No, not the lawyers I have retained to sue every sniffler with whom I have come into contact over the last two weeks, including my beloved but disgustingly infectious family; not two of the original Nine Dwarves; not the opening line of a seasonal song. Snotty and grotty is how I am feeling today.
That is despite my dear friend Pam leaving a gift bag of Vitamin C outside my front door. She didn’t want to disturb my rest so she sent me a message to say it was there, when she got home. My head was so mushy that I was delighted to read the email, but I didn’t think to open the front door and collect the bag until several hours later, once I’d had a nap. Fortunately, the rain sweeping across the country to complement my streaming eyes and nose didn’t start until after I’d picked it up.
The bag contained a bottle of orange juice, various citrus fruits and – thoughtfully – a bottle of hand sanitiser.
Viv wondered how I’m managing to blog when I’m so poorly.

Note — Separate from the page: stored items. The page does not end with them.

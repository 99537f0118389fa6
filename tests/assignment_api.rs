use axum::http::StatusCode;
use nbexchange_server::model::exchange::ActionKind;
use nbexchange_server::response::ApiResponse;
use serde_json::Value;
use serial_test::serial;
use std::fs;

mod helpers;
use helpers::{
    assignment_is_active, count_actions, count_assignment_rows, count_notebook_rows,
    create_test_assignment, create_test_course, last_action, release_form,
    setup_test_environment, setup_test_environment_with_cap, with_identity,
};

// POST /assignment (release)

#[tokio::test]
#[serial]
async fn test_release_must_be_authenticated() {
    let (server, _pool) = setup_test_environment().await;

    let response = server.post("/assignment").await;

    assert_eq!(response.status_code(), StatusCode::FORBIDDEN);
}

#[tokio::test]
#[serial]
async fn test_release_requires_both_codes() {
    let (server, _pool) = setup_test_environment().await;

    let response =
        with_identity(server.post("/assignment"), "1-ada", "course_2", "Instructor").await;

    assert_eq!(response.status_code(), StatusCode::OK);
    let body: ApiResponse<Value> = response.json();
    assert!(!body.success);
    assert_eq!(
        body.note.as_deref(),
        Some("Posting an Assigment requires a course code and an assignment code")
    );
}

#[tokio::test]
#[serial]
async fn test_release_rejects_unsubscribed_course() {
    let (server, _pool) = setup_test_environment().await;

    let response = with_identity(server.post("/assignment"), "1-ada", "course_2", "Instructor")
        .add_query_param("course_id", "course_9")
        .add_query_param("assignment_id", "assign_a")
        .await;

    let body: ApiResponse<Value> = response.json();
    assert!(!body.success);
    assert_eq!(
        body.note.as_deref(),
        Some("User not subscribed to course course_9")
    );
}

#[tokio::test]
#[serial]
async fn test_release_requires_instructor() {
    let (server, _pool) = setup_test_environment().await;

    let response = with_identity(server.post("/assignment"), "1-kim", "course_2", "Student")
        .add_query_param("course_id", "course_2")
        .add_query_param("assignment_id", "assign_a")
        .await;

    let body: ApiResponse<Value> = response.json();
    assert!(!body.success);
    assert_eq!(
        body.note.as_deref(),
        Some("User not an instructor to course course_2")
    );
}

#[tokio::test]
#[serial]
async fn test_release_without_file_is_precondition_failure() {
    let (server, _pool) = setup_test_environment().await;

    let response = with_identity(server.post("/assignment"), "1-ada", "course_2", "Instructor")
        .add_query_param("course_id", "course_2")
        .add_query_param("assignment_id", "assign_a")
        .await;

    assert_eq!(response.status_code(), StatusCode::PRECONDITION_FAILED);
}

#[tokio::test]
#[serial]
async fn test_release_stores_archive_and_ledger() {
    let (server, pool) = setup_test_environment().await;

    let response = with_identity(server.post("/assignment"), "1-ada", "course_2", "Instructor")
        .add_query_param("course_id", "course_2")
        .add_query_param("assignment_id", "assign_a")
        .multipart(release_form(&["nb1"], b"released archive"))
        .await;

    assert_eq!(response.status_code(), StatusCode::OK);
    let body: ApiResponse<Value> = response.json();
    assert!(body.success);
    assert_eq!(body.note.as_deref(), Some("Released"));

    assert_eq!(count_actions(&pool, ActionKind::Released).await, 1);
    let (location, _) = last_action(&pool, ActionKind::Released)
        .await
        .expect("released action");
    let location = location.expect("released action carries a location");
    assert_eq!(
        fs::read(&location).expect("stored archive"),
        b"released archive".to_vec()
    );
    assert_eq!(count_assignment_rows(&pool).await, 1);
    assert_eq!(count_notebook_rows(&pool).await, 1);
}

#[tokio::test]
#[serial]
async fn test_release_oversize_upload_rejected() {
    let (server, pool) = setup_test_environment_with_cap(50).await;

    let response = with_identity(server.post("/assignment"), "1-ada", "course_2", "Instructor")
        .add_query_param("course_id", "course_2")
        .add_query_param("assignment_id", "assign_a")
        .multipart(release_form(&[], &[b'x'; 51]))
        .await;

    assert_eq!(response.status_code(), StatusCode::OK);
    let body: ApiResponse<Value> = response.json();
    assert!(!body.success);
    assert_eq!(
        body.note.as_deref(),
        Some(
            "File upload oversize, and rejected. Please reduce the files in your submission and try again."
        )
    );
    assert_eq!(count_actions(&pool, ActionKind::Released).await, 0);

    // With the artifact removed and no ledger entry, there is nothing to
    // fetch.
    let response = with_identity(server.get("/assignment"), "1-kim", "course_2", "Student")
        .add_query_param("course_id", "course_2")
        .add_query_param("assignment_id", "assign_a")
        .await;
    let body: ApiResponse<Value> = response.json();
    assert!(!body.success);
    assert_eq!(body.note.as_deref(), Some("Assignment assign_a does not exist"));
}

#[tokio::test]
#[serial]
async fn test_release_at_cap_accepted() {
    let (server, pool) = setup_test_environment_with_cap(50).await;

    let response = with_identity(server.post("/assignment"), "1-ada", "course_2", "Instructor")
        .add_query_param("course_id", "course_2")
        .add_query_param("assignment_id", "assign_a")
        .multipart(release_form(&[], &[b'x'; 50]))
        .await;

    let body: ApiResponse<Value> = response.json();
    assert!(body.success);
    assert_eq!(body.note.as_deref(), Some("Released"));
    assert_eq!(count_actions(&pool, ActionKind::Released).await, 1);
}

// GET /assignment (fetch)

#[tokio::test]
#[serial]
async fn test_fetch_must_be_authenticated() {
    let (server, _pool) = setup_test_environment().await;

    let response = server.get("/assignment").await;

    assert_eq!(response.status_code(), StatusCode::FORBIDDEN);
}

#[tokio::test]
#[serial]
async fn test_fetch_requires_both_codes() {
    let (server, _pool) = setup_test_environment().await;

    let response = with_identity(server.get("/assignment"), "1-kim", "course_2", "Student").await;

    let body: ApiResponse<Value> = response.json();
    assert!(!body.success);
    assert_eq!(
        body.note.as_deref(),
        Some("Assigment call requires both a course code and an assignment code!!")
    );
}

#[tokio::test]
#[serial]
async fn test_fetch_rejects_unsubscribed_course() {
    let (server, _pool) = setup_test_environment().await;

    let response = with_identity(server.get("/assignment"), "1-kim", "course_2", "Student")
        .add_query_param("course_id", "course_9")
        .add_query_param("assignment_id", "assign_a")
        .await;

    let body: ApiResponse<Value> = response.json();
    assert!(!body.success);
    assert_eq!(
        body.note.as_deref(),
        Some("User not subscribed to course course_9")
    );
}

#[tokio::test]
#[serial]
async fn test_fetch_unknown_assignment() {
    let (server, _pool) = setup_test_environment().await;

    let response = with_identity(server.get("/assignment"), "1-kim", "course_2", "Student")
        .add_query_param("course_id", "course_2")
        .add_query_param("assignment_id", "assign_a")
        .await;

    let body: ApiResponse<Value> = response.json();
    assert!(!body.success);
    assert_eq!(body.note.as_deref(), Some("Assignment assign_a does not exist"));
}

#[tokio::test]
#[serial]
async fn test_fetch_serves_archive_and_records_action() {
    let (server, pool) = setup_test_environment().await;

    with_identity(server.post("/assignment"), "1-ada", "course_2", "Instructor")
        .add_query_param("course_id", "course_2")
        .add_query_param("assignment_id", "assign_a")
        .multipart(release_form(&["nb1"], b"released archive"))
        .await;

    let response = with_identity(server.get("/assignment"), "1-kim", "course_2", "Student")
        .add_query_param("course_id", "course_2")
        .add_query_param("assignment_id", "assign_a")
        .await;

    assert_eq!(response.status_code(), StatusCode::OK);
    assert_eq!(response.as_bytes().to_vec(), b"released archive".to_vec());

    let released = last_action(&pool, ActionKind::Released)
        .await
        .expect("released action");
    let fetched = last_action(&pool, ActionKind::Fetched)
        .await
        .expect("fetched action");
    assert_eq!(fetched.0, released.0);
}

#[tokio::test]
#[serial]
async fn test_rerelease_appends_and_fetch_serves_latest() {
    let (server, pool) = setup_test_environment().await;

    let mut locations = Vec::new();
    for contents in [&b"first archive"[..], b"second archive", b"third archive"] {
        with_identity(server.post("/assignment"), "1-ada", "course_2", "Instructor")
            .add_query_param("course_id", "course_2")
            .add_query_param("assignment_id", "assign_a")
            .multipart(release_form(&[], contents))
            .await;
        let (location, _) = last_action(&pool, ActionKind::Released)
            .await
            .expect("released action");
        locations.push(location.expect("release location"));
    }

    // Each release is its own ledger entry on the one active row.
    assert_eq!(count_actions(&pool, ActionKind::Released).await, 3);
    assert_eq!(count_assignment_rows(&pool).await, 1);
    locations.sort();
    locations.dedup();
    assert_eq!(locations.len(), 3);

    let response = with_identity(server.get("/assignment"), "1-kim", "course_2", "Student")
        .add_query_param("course_id", "course_2")
        .add_query_param("assignment_id", "assign_a")
        .await;
    assert_eq!(response.as_bytes().to_vec(), b"third archive".to_vec());
}

#[tokio::test]
#[serial]
async fn test_fetch_after_unrelease_reports_missing() {
    let (server, _pool) = setup_test_environment().await;

    with_identity(server.post("/assignment"), "1-ada", "course_2", "Instructor")
        .add_query_param("course_id", "course_2")
        .add_query_param("assignment_id", "assign_a")
        .multipart(release_form(&[], b"released archive"))
        .await;
    with_identity(server.delete("/assignment"), "1-ada", "course_2", "Instructor")
        .add_query_param("course_id", "course_2")
        .add_query_param("assignment_id", "assign_a")
        .await;

    let response = with_identity(server.get("/assignment"), "1-kim", "course_2", "Student")
        .add_query_param("course_id", "course_2")
        .add_query_param("assignment_id", "assign_a")
        .await;

    let body: ApiResponse<Value> = response.json();
    assert!(!body.success);
    assert_eq!(body.note.as_deref(), Some("Assignment assign_a does not exist"));
}

// DELETE /assignment (unrelease / purge)

#[tokio::test]
#[serial]
async fn test_delete_requires_both_codes() {
    let (server, _pool) = setup_test_environment().await;

    let response =
        with_identity(server.delete("/assignment"), "1-ada", "course_2", "Instructor").await;

    let body: ApiResponse<Value> = response.json();
    assert!(!body.success);
    assert_eq!(
        body.note.as_deref(),
        Some("Unreleasing an Assigment requires a course code and an assignment code")
    );
}

#[tokio::test]
#[serial]
async fn test_delete_requires_instructor() {
    let (server, _pool) = setup_test_environment().await;

    let response = with_identity(server.delete("/assignment"), "1-kim", "course_2", "Student")
        .add_query_param("course_id", "course_2")
        .add_query_param("assignment_id", "assign_a")
        .await;

    let body: ApiResponse<Value> = response.json();
    assert!(!body.success);
    assert_eq!(
        body.note.as_deref(),
        Some("User not an instructor to course course_2")
    );
}

#[tokio::test]
#[serial]
async fn test_delete_unknown_assignment() {
    let (server, _pool) = setup_test_environment().await;

    let response = with_identity(server.delete("/assignment"), "1-ada", "course_2", "Instructor")
        .add_query_param("course_id", "course_2")
        .add_query_param("assignment_id", "assign_a")
        .await;

    let body: ApiResponse<Value> = response.json();
    assert!(!body.success);
    assert_eq!(body.note.as_deref(), Some("Assignment assign_a does not exist"));
}

#[tokio::test]
#[serial]
async fn test_unrelease_flips_active_and_appends_removed() {
    let (server, pool) = setup_test_environment().await;
    let course_id = create_test_course(&pool, "course_2").await;
    let assignment_id = create_test_assignment(&pool, course_id, "assign_a", true).await;

    let response = with_identity(server.delete("/assignment"), "1-ada", "course_2", "Instructor")
        .add_query_param("course_id", "course_2")
        .add_query_param("assignment_id", "assign_a")
        .await;

    let body: ApiResponse<Value> = response.json();
    assert!(body.success);
    assert_eq!(body.note.as_deref(), Some("Assignment unreleased"));

    assert!(!assignment_is_active(&pool, assignment_id).await);
    assert_eq!(count_actions(&pool, ActionKind::Removed).await, 1);
    // The row and its ledger survive an unrelease.
    assert_eq!(count_assignment_rows(&pool).await, 1);
}

#[tokio::test]
#[serial]
async fn test_purge_removes_assignment_rows() {
    let (server, pool) = setup_test_environment().await;

    with_identity(server.post("/assignment"), "1-ada", "course_2", "Instructor")
        .add_query_param("course_id", "course_2")
        .add_query_param("assignment_id", "assign_a")
        .multipart(release_form(&["nb1"], b"released archive"))
        .await;

    let response = with_identity(server.delete("/assignment"), "1-ada", "course_2", "Instructor")
        .add_query_param("course_id", "course_2")
        .add_query_param("assignment_id", "assign_a")
        .add_query_param("purge", "true")
        .await;

    let body: ApiResponse<Value> = response.json();
    assert!(body.success);
    assert_eq!(
        body.note.as_deref(),
        Some("Assignment deleted and purged from the database")
    );

    assert_eq!(count_assignment_rows(&pool).await, 0);
    assert_eq!(count_notebook_rows(&pool).await, 0);
    assert_eq!(count_actions(&pool, ActionKind::Released).await, 0);
}

#[tokio::test]
#[serial]
async fn test_release_after_unrelease_creates_fresh_row() {
    let (server, pool) = setup_test_environment().await;

    with_identity(server.post("/assignment"), "1-ada", "course_2", "Instructor")
        .add_query_param("course_id", "course_2")
        .add_query_param("assignment_id", "assign_a")
        .multipart(release_form(&[], b"first archive"))
        .await;
    with_identity(server.delete("/assignment"), "1-ada", "course_2", "Instructor")
        .add_query_param("course_id", "course_2")
        .add_query_param("assignment_id", "assign_a")
        .await;
    with_identity(server.post("/assignment"), "1-ada", "course_2", "Instructor")
        .add_query_param("course_id", "course_2")
        .add_query_param("assignment_id", "assign_a")
        .multipart(release_form(&[], b"second archive"))
        .await;

    // The unreleased row stays behind; the re-release gets a fresh one.
    assert_eq!(count_assignment_rows(&pool).await, 2);

    let response = with_identity(server.get("/assignment"), "1-kim", "course_2", "Student")
        .add_query_param("course_id", "course_2")
        .add_query_param("assignment_id", "assign_a")
        .await;
    assert_eq!(response.as_bytes().to_vec(), b"second archive".to_vec());
}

Unfortunately, a nasty bug-come-head cold leaves one with a sort throat, spotty nose, banging headcase, temporary loss of blabber control, flirting teeth and much for brains, but there’s nothing wrong with my tiepin fingers, so I have no excuse not to bolg.
I am here until further notice or until the Hub protests one too many times at having to clean the keyboard and monitor.
The answer to yesterday’s pictogram:
ham still hill hand knot talking 2 ewe.
I am still ill and not talking to you.
Knot true, of course: I’ll be talking to you in court.
This may come as a surprise to you, my dear readers, but I am not particularly good at being ill.